The lesions should be differentiated from other
acute vascular eruptions. Acquired telangiectasia does not disappear spontaneously.
The papules are quite different from spider angioma, multiple pyogenic
granulomas or bacillary angiomatosis, and histological examination showed
the absence of vascular proliferation but only slight vessel dilatation.

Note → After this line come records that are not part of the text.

//! Eventful containers.
//!
//! An eventful container owns a list, set or dict and reports every
//! in-place mutation as a batch of [`Delta`] records. Each outer method call
//! produces at most one batch; a call that changes nothing produces none.
//!
//! Containers start detached. When one is stored in an eventful trait, the
//! trait attaches a hook naming the owning object; every batch is then
//! delivered to that object as a single `"mutation"` change, and the
//! container is re-validated against the trait's element types. A rejected
//! mutation is undone. Replacing the trait's value detaches the old
//! container, and any eventful containers nested in it, from the owner.

mod dict;
mod list;
mod set;

use std::cell::RefCell;
use std::collections::HashSet;
use std::fmt;
use std::rc::Rc;

use crate::has_traits::{Change, HasTraits, WeakHasTraits};
use crate::trait_types::{TraitError, TraitType};
use crate::value::{Value, ValueKind, ValueMap, ValueSet};

pub use dict::EventfulDict;
pub use list::EventfulList;
pub use set::EventfulSet;

/// One structured change inside a mutation batch.
///
/// `Undefined` in `old` or `new` marks a position or key that did not
/// exist before or after the call.
#[derive(Debug, Clone, PartialEq, Eq)]
pub enum Delta {
    /// A list position changed.
    Index { index: usize, old: Value, new: Value },
    /// A dict entry changed.
    Key { key: Value, old: Value, new: Value },
    /// Set membership changed.
    Members { added: ValueSet, removed: ValueSet },
}

/// Routes a container's mutation batches to one trait on one object.
#[derive(Clone)]
pub(crate) struct Hook {
    owner: WeakHasTraits,
    trait_type: Rc<TraitType>,
}

impl Hook {
    fn is_for(&self, owner: &HasTraits, trait_type: &Rc<TraitType>) -> bool {
        self.owner.points_to(owner) && Rc::ptr_eq(&self.trait_type, trait_type)
    }

    fn send(&self, container: &Eventful, deltas: &[Delta]) -> Result<(), TraitError> {
        let Some(owner) = self.owner.upgrade() else {
            return Ok(());
        };
        let (name, depth) = self.trait_type.lineage();
        let value = Value::Eventful(container.clone());
        owner.hold_trait_notifications(|| {
            owner.notify_change(Change::mutation(
                &owner,
                name,
                depth,
                deltas.to_vec(),
                value.clone(),
            ))?;
            self.trait_type.validate_mutation(&owner, &value)
        })
    }
}

/// Container contents that may hold other eventful containers.
trait Contents: Clone {
    /// The eventful containers stored directly inside.
    fn children(&self) -> Vec<Eventful>;
}

fn eventful_among<'a>(values: impl Iterator<Item = &'a Value>) -> Vec<Eventful> {
    values.filter_map(Value::as_eventful).cloned().collect()
}

impl Contents for Vec<Value> {
    fn children(&self) -> Vec<Eventful> {
        eventful_among(self.iter())
    }
}

impl Contents for ValueSet {
    fn children(&self) -> Vec<Eventful> {
        eventful_among(self.iter())
    }
}

impl Contents for ValueMap {
    fn children(&self) -> Vec<Eventful> {
        eventful_among(self.values())
    }
}

/// Containers in `from` that are not also in `kept`.
fn dropped(from: Vec<Eventful>, kept: &[Eventful]) -> Vec<Eventful> {
    from.into_iter()
        .filter(|c| !kept.iter().any(|k| k.ptr_eq(c)))
        .collect()
}

/// Shared storage behind every eventful handle.
struct Watched<C> {
    data: RefCell<C>,
    hooks: RefCell<Vec<Hook>>,
}

impl<C: Contents> Watched<C> {
    const fn new(data: C) -> Self {
        Self {
            data: RefCell::new(data),
            hooks: RefCell::new(Vec::new()),
        }
    }

    fn add_hook(&self, owner: &HasTraits, trait_type: &Rc<TraitType>) {
        let mut hooks = self.hooks.borrow_mut();
        hooks.retain(|h| h.owner.is_alive());
        if !hooks.iter().any(|h| h.is_for(owner, trait_type)) {
            hooks.push(Hook {
                owner: owner.downgrade(),
                trait_type: Rc::clone(trait_type),
            });
        }
    }

    fn remove_hooks(&self, owner: &HasTraits, traits: &[Rc<TraitType>]) {
        self.hooks
            .borrow_mut()
            .retain(|h| h.owner.is_alive() && !traits.iter().any(|t| h.is_for(owner, t)));
    }

    fn dispatch(&self, container: &Eventful, deltas: &[Delta]) -> Result<(), TraitError> {
        if deltas.is_empty() {
            return Ok(());
        }
        let hooks = self.hooks.borrow().clone();
        for hook in &hooks {
            hook.send(container, deltas)?;
        }
        Ok(())
    }

    /// Reports a mutation already applied to `data`. When an observer or
    /// the owning trait rejects it, `before` is restored without further
    /// events. Nested containers that left the contents either way are
    /// detached from this container's owners.
    fn commit(&self, container: &Eventful, before: C, deltas: &[Delta]) -> Result<(), TraitError> {
        let result = self.dispatch(container, deltas);
        let gone = if result.is_ok() {
            dropped(before.children(), &self.data.borrow().children())
        } else {
            let rejected = self.data.replace(before);
            dropped(rejected.children(), &self.data.borrow().children())
        };
        if !gone.is_empty() {
            self.release(container, &gone);
        }
        result
    }

    /// Detaches `gone` from every owner this container reports to, except
    /// for containers still reachable from `container`.
    fn release(&self, container: &Eventful, gone: &[Eventful]) {
        let mut kept = HashSet::new();
        container.reach(&mut kept);
        let hooks = self.hooks.borrow().clone();
        for hook in &hooks {
            let Some(owner) = hook.owner.upgrade() else {
                continue;
            };
            let traits = hook.trait_type.with_nested();
            for child in gone {
                child.detach_from(&owner, &traits, &mut kept.clone());
            }
        }
    }
}

/// A handle to an eventful list, set or dict.
///
/// Cloning the handle shares the container.
#[derive(Clone)]
pub enum Eventful {
    List(EventfulList),
    Set(EventfulSet),
    Dict(EventfulDict),
}

impl Eventful {
    /// Wraps a plain list, set or dict. Other values are not containers
    /// and yield `None`.
    #[must_use]
    pub fn wrap(value: &Value) -> Option<Self> {
        match value {
            Value::List(items) => Some(Self::List(EventfulList::new(items.clone()))),
            Value::Set(items) => Some(Self::Set(EventfulSet::new(items.clone()))),
            Value::Dict(map) => Some(Self::Dict(EventfulDict::new(map.clone()))),
            _ => None,
        }
    }

    /// The kind of the wrapped container.
    #[must_use]
    pub const fn kind(&self) -> ValueKind {
        match self {
            Self::List(_) => ValueKind::List,
            Self::Set(_) => ValueKind::Set,
            Self::Dict(_) => ValueKind::Dict,
        }
    }

    #[must_use]
    pub fn len(&self) -> usize {
        match self {
            Self::List(l) => l.len(),
            Self::Set(s) => s.len(),
            Self::Dict(d) => d.len(),
        }
    }

    #[must_use]
    pub fn is_empty(&self) -> bool {
        self.len() == 0
    }

    /// A plain copy of the current contents.
    #[must_use]
    pub fn snapshot(&self) -> Value {
        match self {
            Self::List(l) => Value::List(l.to_vec()),
            Self::Set(s) => Value::Set(s.to_set()),
            Self::Dict(d) => Value::Dict(d.to_map()),
        }
    }

    /// A new, detached container holding a deep copy of the contents.
    #[must_use]
    pub fn deep_copy(&self) -> Self {
        match self.snapshot().deep_copy() {
            Value::List(items) => Self::List(EventfulList::new(items)),
            Value::Set(items) => Self::Set(EventfulSet::new(items)),
            Value::Dict(map) => Self::Dict(EventfulDict::new(map)),
            _ => self.clone(),
        }
    }

    /// True when both handles share one container.
    #[must_use]
    pub fn ptr_eq(&self, other: &Self) -> bool {
        self.addr() == other.addr()
    }

    pub(crate) fn addr(&self) -> usize {
        match self {
            Self::List(l) => Rc::as_ptr(&l.0).cast::<()>() as usize,
            Self::Set(s) => Rc::as_ptr(&s.0).cast::<()>() as usize,
            Self::Dict(d) => Rc::as_ptr(&d.0).cast::<()>() as usize,
        }
    }

    #[must_use]
    pub const fn as_list(&self) -> Option<&EventfulList> {
        match self {
            Self::List(l) => Some(l),
            _ => None,
        }
    }

    #[must_use]
    pub const fn as_set(&self) -> Option<&EventfulSet> {
        match self {
            Self::Set(s) => Some(s),
            _ => None,
        }
    }

    #[must_use]
    pub const fn as_dict(&self) -> Option<&EventfulDict> {
        match self {
            Self::Dict(d) => Some(d),
            _ => None,
        }
    }

    /// Replaces the contents without reporting a mutation. Used when
    /// validation coerces elements of a container that is being assigned.
    pub(crate) fn overwrite(&self, contents: Value) {
        match (self, contents) {
            (Self::List(l), Value::List(items)) => *l.0.data.borrow_mut() = items,
            (Self::Set(s), Value::Set(items)) => *s.0.data.borrow_mut() = items,
            (Self::Dict(d), Value::Dict(map)) => *d.0.data.borrow_mut() = map,
            _ => {}
        }
    }

    pub(crate) fn add_hook(&self, owner: &HasTraits, trait_type: &Rc<TraitType>) {
        match self {
            Self::List(l) => l.0.add_hook(owner, trait_type),
            Self::Set(s) => s.0.add_hook(owner, trait_type),
            Self::Dict(d) => d.0.add_hook(owner, trait_type),
        }
    }

    /// Detaches `owner`'s hook for `trait_type`, and the hooks its nested
    /// traits placed on eventful elements, at any depth. Containers
    /// reachable from `kept` stay attached.
    pub(crate) fn detach(&self, owner: &HasTraits, trait_type: &Rc<TraitType>, kept: &Value) {
        let mut seen = HashSet::new();
        if let Value::Eventful(kept) = kept {
            kept.reach(&mut seen);
        }
        self.detach_from(owner, &trait_type.with_nested(), &mut seen);
    }

    /// Adds this container and every eventful container inside it to `seen`.
    fn reach(&self, seen: &mut HashSet<usize>) {
        if seen.insert(self.addr()) {
            for child in self.children() {
                child.reach(seen);
            }
        }
    }

    fn children(&self) -> Vec<Self> {
        match self {
            Self::List(l) => l.0.data.borrow().children(),
            Self::Set(s) => s.0.data.borrow().children(),
            Self::Dict(d) => d.0.data.borrow().children(),
        }
    }

    fn detach_from(&self, owner: &HasTraits, traits: &[Rc<TraitType>], seen: &mut HashSet<usize>) {
        if !seen.insert(self.addr()) {
            return;
        }
        match self {
            Self::List(l) => l.0.remove_hooks(owner, traits),
            Self::Set(s) => s.0.remove_hooks(owner, traits),
            Self::Dict(d) => d.0.remove_hooks(owner, traits),
        }
        for child in self.children() {
            child.detach_from(owner, traits, seen);
        }
    }

    #[cfg(test)]
    pub(crate) fn hook_count(&self) -> usize {
        match self {
            Self::List(l) => l.0.hooks.borrow().len(),
            Self::Set(s) => s.0.hooks.borrow().len(),
            Self::Dict(d) => d.0.hooks.borrow().len(),
        }
    }
}

impl fmt::Debug for Eventful {
    fn fmt(&self, f: &mut fmt::Formatter<'_>) -> fmt::Result {
        f.debug_tuple("Eventful").field(&self.snapshot()).finish()
    }
}

impl From<EventfulList> for Value {
    fn from(list: EventfulList) -> Self {
        Self::Eventful(Eventful::List(list))
    }
}

impl From<EventfulSet> for Value {
    fn from(set: EventfulSet) -> Self {
        Self::Eventful(Eventful::Set(set))
    }
}

impl From<EventfulDict> for Value {
    fn from(dict: EventfulDict) -> Self {
        Self::Eventful(Eventful::Dict(dict))
    }
}

#[cfg(test)]
#[path = "mod_tests.rs"]
mod tests;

A case resembling tufted angioma with spontaneous healing in a liver transplant
recipient has been described, but in this case, clinical appearance is
different because of the large size of the lesions. Moreover, histological
examination shown densely cellular lobules of capillaries rimmed by myxoid
connective tissue [4]. Eruptive vascular tumors associated with chronic
graft-versus-host disease [5] is clinically different. The lesions
appears as black or violaceous friable nodules measuring 1 mm to 2 cm
in diameter and look like pyogenic granuloma. Differential diagnosis could
be more difficult with eruptive angiomatosis [6]. This entity has been
described in association with POEMS syndrome, lymphoma, cancer [7] or
after cyclosporine treatment in a patient with psoriasis [8]. The clinical
aspect is similar to cherry angioma or Campbell de Morgan spots. Similarly,
Seville et al. described an angioma outbreak in more than 1,000
patients 30 years ago in England [9]. In these cases, the eruptions had
an epidemic aspect but they found no evidence of any virus or other pathogenic
organism. An increase in lesions was observed when the temperature rose.
The lesions were true cherry angiomas and did not disappear after pressure.
Histological examination showed a proliferation of dilated capillaries
in the dermis. Eruptive pseudo-angiomatosis is also different from that
described in patients by Colver and Kemmett [7]. These authors described
a group of three young women with rapid onset of petechial rash evolving
over more than 10-36 months. Moreover, histological examination showed
a small anastomotic meshwork of dilated capillaries with no evidence of
inflammatory infiltrate.
The diagnosis of eruptive pseudoangiomatosis could be thus evoked when
there is a typical clinical aspect, even in adult patients and not only
in children. The aetiology remains unclear but is probably of viral origin.
Description of new cases in adulthood and systematic virological studies
could lead to a better understanding of the disease.